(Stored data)
* * * * * * * * *

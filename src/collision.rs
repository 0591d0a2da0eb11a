//! Collision detection against the already-allocated address inventory.
//!
//! The caller flattens every placed address in the system (all categories'
//! example and extra objects plus the manually defined fixed addresses) into
//! one inventory slice and asks whether a candidate is already taken. The
//! check is advisory: colliding addresses can still be stored; blocking the
//! save is the caller's job.
//!
//! The inventory must be rebuilt before each check so that the address
//! currently being edited is excluded and does not collide with itself.

use core::fmt;

use crate::addressing::GroupAddress;
use crate::plan_log;

/// Device categories, in the fixed inventory traversal order.
///
/// Inventories are assembled category by category in this order (then groups
/// in array order, then fixed main → middle → sub addresses), so the first
/// match reported by [`find_collision`] is deterministic.
#[derive(Debug, Clone, Copy, PartialEq, Eq)]
#[cfg_attr(feature = "defmt", derive(defmt::Format))]
#[cfg_attr(feature = "serde", derive(serde::Serialize, serde::Deserialize))]
pub enum Category {
    /// Switch actuators
    Switching,
    /// Dimming actuators
    Dimming,
    /// Blinds and shading
    Shading,
    /// HVAC zones
    Hvac,
}

impl Category {
    /// All categories in inventory traversal order.
    pub const ALL: [Self; 4] = [Self::Switching, Self::Dimming, Self::Shading, Self::Hvac];
}

impl fmt::Display for Category {
    fn fmt(&self, f: &mut fmt::Formatter<'_>) -> fmt::Result {
        match self {
            Self::Switching => write!(f, "switching"),
            Self::Dimming => write!(f, "dimming"),
            Self::Shading => write!(f, "shading"),
            Self::Hvac => write!(f, "hvac"),
        }
    }
}

/// One already-placed address and who owns it.
///
/// The owner label is whatever the caller wants reported back on a hit,
/// typically "category - group - object" or the fixed-address group name.
#[derive(Debug, Clone, Copy, PartialEq, Eq)]
pub struct CollisionEntry<'a> {
    /// The occupied address
    pub address: GroupAddress,
    /// Human-readable owner description
    pub owner: &'a str,
}

impl<'a> CollisionEntry<'a> {
    /// Create an inventory entry.
    pub const fn new(address: GroupAddress, owner: &'a str) -> Self {
        Self { address, owner }
    }
}

/// Check a candidate address against the inventory.
///
/// Returns the first entry occupying the candidate's address, or `None`.
/// The all-zero address `0/0/0` means "not yet filled in" and never
/// collides, regardless of inventory contents.
///
/// ```
/// use knx_planner::{find_collision, ga, CollisionEntry};
///
/// let inventory = [CollisionEntry::new(ga!(1/2/3), "switching - on/off")];
/// assert!(find_collision(ga!(1/2/3), &inventory).is_some());
/// assert!(find_collision(ga!(1/2/4), &inventory).is_none());
/// assert!(find_collision(ga!(0/0/0), &inventory).is_none());
/// ```
pub fn find_collision<'a>(
    candidate: GroupAddress,
    inventory: &'a [CollisionEntry<'a>],
) -> Option<&'a CollisionEntry<'a>> {
    if candidate.is_unassigned() {
        // Zero addresses are allowed (not filled in yet)
        return None;
    }

    let hit = inventory.iter().find(|entry| entry.address == candidate);
    if hit.is_some() {
        plan_log!(
            debug,
            "collision: {}/{}/{} already taken",
            candidate.main(),
            candidate.middle(),
            candidate.sub()
        );
    }
    hit
}

#[cfg(test)]
mod tests {
    use super::*;
    use crate::ga;

    #[test]
    fn test_empty_inventory_never_collides() {
        assert!(find_collision(ga!(1 / 2 / 3), &[]).is_none());
    }

    #[test]
    fn test_exact_match_is_reported() {
        let inventory = [
            CollisionEntry::new(ga!(1 / 1 / 1), "switching - on/off"),
            CollisionEntry::new(ga!(2 / 3 / 5), "hvac - setpoint"),
        ];
        let hit = find_collision(ga!(2 / 3 / 5), &inventory).unwrap();
        assert_eq!(hit.owner, "hvac - setpoint");
    }

    #[test]
    fn test_near_miss_does_not_collide() {
        let inventory = [CollisionEntry::new(ga!(1 / 1 / 1), "switching")];
        assert!(find_collision(ga!(1 / 1 / 2), &inventory).is_none());
        assert!(find_collision(ga!(1 / 2 / 1), &inventory).is_none());
        assert!(find_collision(ga!(2 / 1 / 1), &inventory).is_none());
    }

    #[test]
    fn test_zero_address_never_collides() {
        // Even when 0/0/0 itself is in the inventory
        let inventory = [CollisionEntry::new(ga!(0 / 0 / 0), "bogus")];
        assert!(find_collision(ga!(0 / 0 / 0), &inventory).is_none());
    }

    #[test]
    fn test_first_match_wins() {
        let inventory = [
            CollisionEntry::new(ga!(1 / 1 / 1), "switching - on/off"),
            CollisionEntry::new(ga!(1 / 1 / 1), "dimming - value"),
        ];
        let hit = find_collision(ga!(1 / 1 / 1), &inventory).unwrap();
        assert_eq!(hit.owner, "switching - on/off");
    }

    #[test]
    fn test_category_order_is_fixed() {
        let labels: std::vec::Vec<std::string::String> =
            Category::ALL.iter().map(|c| format!("{c}")).collect();
        assert_eq!(labels, ["switching", "dimming", "shading", "hvac"]);
    }
}
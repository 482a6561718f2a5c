// MIT License - Copyright (c) 2026 The envisalink-bridge developers
// Envisalink bridge

use std::fmt;

use serde::Serialize;

/// Open/closed state of a zone as last reported by the panel.
#[derive(Debug, Clone, Copy, PartialEq, Eq, Hash, Serialize)]
#[serde(rename_all = "lowercase")]
pub enum ZoneStatus {
    Uninitialized,
    Open,
    Closed,
}

impl ZoneStatus {
    pub fn as_str(&self) -> &'static str {
        match self {
            Self::Uninitialized => "uninitialized",
            Self::Open => "open",
            Self::Closed => "closed",
        }
    }
}

impl fmt::Display for ZoneStatus {
    fn fmt(&self, f: &mut fmt::Formatter<'_>) -> fmt::Result {
        f.write_str(self.as_str())
    }
}

/// A single monitored zone.
#[derive(Debug, Clone, PartialEq, Eq, Serialize)]
#[serde(rename_all = "camelCase")]
pub struct ZoneState {
    #[serde(skip)]
    pub id: u32,
    pub name: String,
    pub message: String,
    pub status: ZoneStatus,
    /// Seconds since the zone last closed; -1 until the panel tells us.
    pub closed_seconds: i64,
    /// Timestamp of the last transition, or `never`.
    pub last_changed: String,
}

impl ZoneState {
    pub fn new(id: u32, name: impl Into<String>) -> Self {
        Self {
            id,
            name: name.into(),
            message: ZoneStatus::Uninitialized.to_string(),
            status: ZoneStatus::Uninitialized,
            closed_seconds: -1,
            last_changed: "never".to_string(),
        }
    }

    /// Record a status report. Returns true if the status actually changed.
    pub fn update_status(&mut self, status: ZoneStatus, time_text: &str) -> bool {
        if self.status == status {
            return false;
        }
        self.message = format!("{} at {}", status, time_text);
        self.status = status;
        self.closed_seconds = 0;
        self.last_changed = time_text.to_string();
        true
    }

    pub fn is_open(&self) -> bool {
        self.status == ZoneStatus::Open
    }

    pub fn is_closed(&self) -> bool {
        self.status == ZoneStatus::Closed
    }
}

#[cfg(test)]
mod tests {
    use super::*;

    #[test]
    fn test_new_zone_is_uninitialized() {
        let zone = ZoneState::new(3, "Kitchen Window");
        assert_eq!(zone.status, ZoneStatus::Uninitialized);
        assert_eq!(zone.closed_seconds, -1);
        assert_eq!(zone.last_changed, "never");
        assert_eq!(zone.message, "uninitialized");
    }

    #[test]
    fn test_update_status_transition() {
        let mut zone = ZoneState::new(1, "Front Door");
        assert!(zone.update_status(ZoneStatus::Open, "2026-01-02 03:04:05"));
        assert!(zone.is_open());
        assert_eq!(zone.message, "open at 2026-01-02 03:04:05");
        assert_eq!(zone.last_changed, "2026-01-02 03:04:05");
        assert_eq!(zone.closed_seconds, 0);

        // Same status again is not a transition and leaves the record alone
        assert!(!zone.update_status(ZoneStatus::Open, "2026-01-02 03:09:00"));
        assert_eq!(zone.last_changed, "2026-01-02 03:04:05");
    }

    #[test]
    fn test_zone_serializes_camel_case() {
        let zone = ZoneState::new(1, "Front Door");
        let json = serde_json::to_value(&zone).unwrap();
        assert_eq!(json["name"], "Front Door");
        assert_eq!(json["status"], "uninitialized");
        assert_eq!(json["closedSeconds"], -1);
        assert_eq!(json["lastChanged"], "never");
        assert!(json.get("id").is_none());
    }
}
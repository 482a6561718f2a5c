// MIT License - Copyright (c) 2026 The envisalink-bridge developers
// Envisalink bridge

use std::sync::Arc;
use std::sync::atomic::{AtomicBool, Ordering};
use std::time::{Duration, Instant};

use reqwest::header::CONTENT_TYPE;
use tracing::{debug, error, info};

use crate::error::{BridgeError, Result};

use super::dedup::DedupCache;
use super::queue::{DispatchQueue, QueueItem};

/// How long the worker waits on the queue before re-checking the exit flag.
const POP_TIMEOUT: Duration = Duration::from_secs(1);

/// What happened to a delivered item.
#[derive(Debug, Clone, Copy, PartialEq, Eq)]
pub enum Delivery {
    Sent,
    /// Identical payload already sent within the repeat window
    Suppressed,
}

/// Single consumer that POSTs queued notifications.
///
/// Delivery is at-most-once: failures are logged and the item is dropped.
pub struct DeliveryWorker {
    client: reqwest::Client,
    url_base: String,
    access_token: String,
    queue: Arc<DispatchQueue>,
    dedup: DedupCache,
    exit: Arc<AtomicBool>,
}

impl DeliveryWorker {
    pub fn new(
        client: reqwest::Client,
        url_base: String,
        access_token: String,
        repeat_window: Duration,
        queue: Arc<DispatchQueue>,
        exit: Arc<AtomicBool>,
    ) -> Self {
        Self {
            client,
            url_base,
            access_token,
            queue,
            dedup: DedupCache::new(repeat_window),
            exit,
        }
    }

    /// Deliver items until the exit flag is raised.
    pub async fn run(mut self) {
        debug!("Notification worker started");
        while !self.exit.load(Ordering::Acquire) {
            let Some(item) = self.queue.pop_timeout(POP_TIMEOUT).await else {
                continue;
            };
            if item.is_wake() {
                continue;
            }
            if let Err(e) = self.deliver(&item).await {
                error!("Error sending {} notification: {}", item.path, e);
            }
        }
        info!("Notification worker stopped");
    }

    /// POST one item to `{url_base}/{path}?access_token=...`.
    pub async fn deliver(&mut self, item: &QueueItem) -> Result<Delivery> {
        let now = Instant::now();
        if self.dedup.is_recent(&item.payload, now) {
            debug!("Suppressing repeat {} notification", item.path);
            return Ok(Delivery::Suppressed);
        }

        let url = format!("{}/{}", self.url_base, item.path);
        debug!("POST {} {}", url, item.payload);
        let response = self
            .client
            .post(&url)
            .query(&[("access_token", self.access_token.as_str())])
            .header(CONTENT_TYPE, "application/json")
            .body(item.payload.clone())
            .send()
            .await?;

        let status = response.status().as_u16();
        if !matches!(status, 200..=202) {
            return Err(BridgeError::DeliveryRejected { status });
        }

        debug!("Notification {} accepted ({})", item.path, status);
        self.dedup.record(&item.payload, now);
        Ok(Delivery::Sent)
    }
}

* * * * * * * * *

◆ **TASK REQUIREMENTS**
What lines of the preceding data include the string "CollisionEntry"? Pull them out.

◆ **RESPONSE BOX**
pub struct CollisionEntry<'a> {
impl<'a> CollisionEntry<'a> {
/// use knx_planner::{find_collision, ga, CollisionEntry};
/// let inventory = [CollisionEntry::new(ga!(1/2/3), "switching - on/off")];
    inventory: &'a [CollisionEntry<'a>],
) -> Option<&'a CollisionEntry<'a>> {
            CollisionEntry::new(ga!(1 / 1 / 1), "switching - on/off"),
            CollisionEntry::new(ga!(2 / 3 / 5), "hvac - setpoint"),
        let inventory = [CollisionEntry::new(ga!(1 / 1 / 1), "switching")];
        let inventory = [CollisionEntry::new(ga!(0 / 0 / 0), "bogus")];
            CollisionEntry::new(ga!(1 / 1 / 1), "switching - on/off"),
            CollisionEntry::new(ga!(1 / 1 / 1), "dimming - value"),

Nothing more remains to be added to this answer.